#### TASK DIRECTIONS:
Return each line of the entries that holds the string "Parameters".

#### THE INPUT:
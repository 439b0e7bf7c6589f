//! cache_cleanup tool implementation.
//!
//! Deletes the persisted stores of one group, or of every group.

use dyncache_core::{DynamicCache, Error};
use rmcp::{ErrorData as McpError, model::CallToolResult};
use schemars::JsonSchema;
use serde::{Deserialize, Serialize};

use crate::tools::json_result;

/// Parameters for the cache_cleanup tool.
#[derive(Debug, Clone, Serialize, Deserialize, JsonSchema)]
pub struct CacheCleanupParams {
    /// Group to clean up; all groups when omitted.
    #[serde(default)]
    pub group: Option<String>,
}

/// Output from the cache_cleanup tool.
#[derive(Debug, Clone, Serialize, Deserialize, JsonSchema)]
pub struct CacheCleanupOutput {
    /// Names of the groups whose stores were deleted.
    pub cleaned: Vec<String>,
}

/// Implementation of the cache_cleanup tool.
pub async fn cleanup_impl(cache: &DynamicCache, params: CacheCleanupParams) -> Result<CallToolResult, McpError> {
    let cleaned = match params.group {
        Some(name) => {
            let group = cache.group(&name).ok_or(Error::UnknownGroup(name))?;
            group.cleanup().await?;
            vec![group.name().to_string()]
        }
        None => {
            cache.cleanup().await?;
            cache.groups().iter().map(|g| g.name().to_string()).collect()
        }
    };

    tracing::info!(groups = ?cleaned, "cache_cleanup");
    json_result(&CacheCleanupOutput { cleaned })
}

==

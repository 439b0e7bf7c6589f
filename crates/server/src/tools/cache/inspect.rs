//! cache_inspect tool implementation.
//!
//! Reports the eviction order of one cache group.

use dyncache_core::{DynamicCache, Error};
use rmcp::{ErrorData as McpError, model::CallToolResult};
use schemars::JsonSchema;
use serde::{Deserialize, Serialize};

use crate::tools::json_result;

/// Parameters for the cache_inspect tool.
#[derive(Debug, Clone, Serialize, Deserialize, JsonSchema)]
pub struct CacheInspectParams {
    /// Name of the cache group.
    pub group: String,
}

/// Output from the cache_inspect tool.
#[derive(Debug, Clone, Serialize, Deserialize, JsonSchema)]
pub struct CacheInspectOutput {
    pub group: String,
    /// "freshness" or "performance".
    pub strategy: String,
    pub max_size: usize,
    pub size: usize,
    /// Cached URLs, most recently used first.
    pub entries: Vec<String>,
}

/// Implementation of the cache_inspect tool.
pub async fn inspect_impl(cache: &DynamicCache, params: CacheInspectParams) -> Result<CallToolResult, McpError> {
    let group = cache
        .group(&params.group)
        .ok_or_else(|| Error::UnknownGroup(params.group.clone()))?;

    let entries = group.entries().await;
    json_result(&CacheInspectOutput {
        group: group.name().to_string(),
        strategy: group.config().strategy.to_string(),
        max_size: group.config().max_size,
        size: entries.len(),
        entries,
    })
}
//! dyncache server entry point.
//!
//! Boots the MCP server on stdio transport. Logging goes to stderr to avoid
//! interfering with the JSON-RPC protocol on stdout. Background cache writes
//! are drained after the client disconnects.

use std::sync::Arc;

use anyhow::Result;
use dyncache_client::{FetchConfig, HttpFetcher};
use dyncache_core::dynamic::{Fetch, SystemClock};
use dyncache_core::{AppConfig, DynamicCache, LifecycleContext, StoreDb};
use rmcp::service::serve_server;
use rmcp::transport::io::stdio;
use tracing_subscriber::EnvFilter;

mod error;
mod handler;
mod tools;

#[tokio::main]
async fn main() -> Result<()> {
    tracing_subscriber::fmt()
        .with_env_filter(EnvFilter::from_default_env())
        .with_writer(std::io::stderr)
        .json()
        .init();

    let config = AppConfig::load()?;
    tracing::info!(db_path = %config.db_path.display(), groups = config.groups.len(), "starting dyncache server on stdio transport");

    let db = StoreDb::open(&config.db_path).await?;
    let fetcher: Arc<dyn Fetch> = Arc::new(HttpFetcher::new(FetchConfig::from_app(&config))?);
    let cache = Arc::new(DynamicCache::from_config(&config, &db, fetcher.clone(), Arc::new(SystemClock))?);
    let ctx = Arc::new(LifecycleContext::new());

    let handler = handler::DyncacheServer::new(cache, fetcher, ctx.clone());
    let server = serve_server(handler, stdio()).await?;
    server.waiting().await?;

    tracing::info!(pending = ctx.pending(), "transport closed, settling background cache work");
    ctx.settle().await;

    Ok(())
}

...

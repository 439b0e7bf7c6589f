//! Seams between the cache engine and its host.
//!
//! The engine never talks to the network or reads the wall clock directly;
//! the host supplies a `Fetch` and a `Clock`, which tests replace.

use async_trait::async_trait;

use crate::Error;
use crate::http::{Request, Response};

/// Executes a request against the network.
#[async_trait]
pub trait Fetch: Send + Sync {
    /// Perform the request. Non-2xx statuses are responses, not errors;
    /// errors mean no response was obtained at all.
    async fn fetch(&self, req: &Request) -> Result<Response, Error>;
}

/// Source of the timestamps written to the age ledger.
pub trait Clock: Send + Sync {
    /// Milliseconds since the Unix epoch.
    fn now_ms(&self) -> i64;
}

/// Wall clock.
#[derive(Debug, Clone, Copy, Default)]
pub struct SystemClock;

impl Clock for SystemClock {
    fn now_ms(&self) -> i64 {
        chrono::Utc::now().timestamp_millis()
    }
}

#### ANSWER TO THE EXERCISE:
/// Parameters for the cache_cleanup tool.
/// Parameters for the cache_inspect tool.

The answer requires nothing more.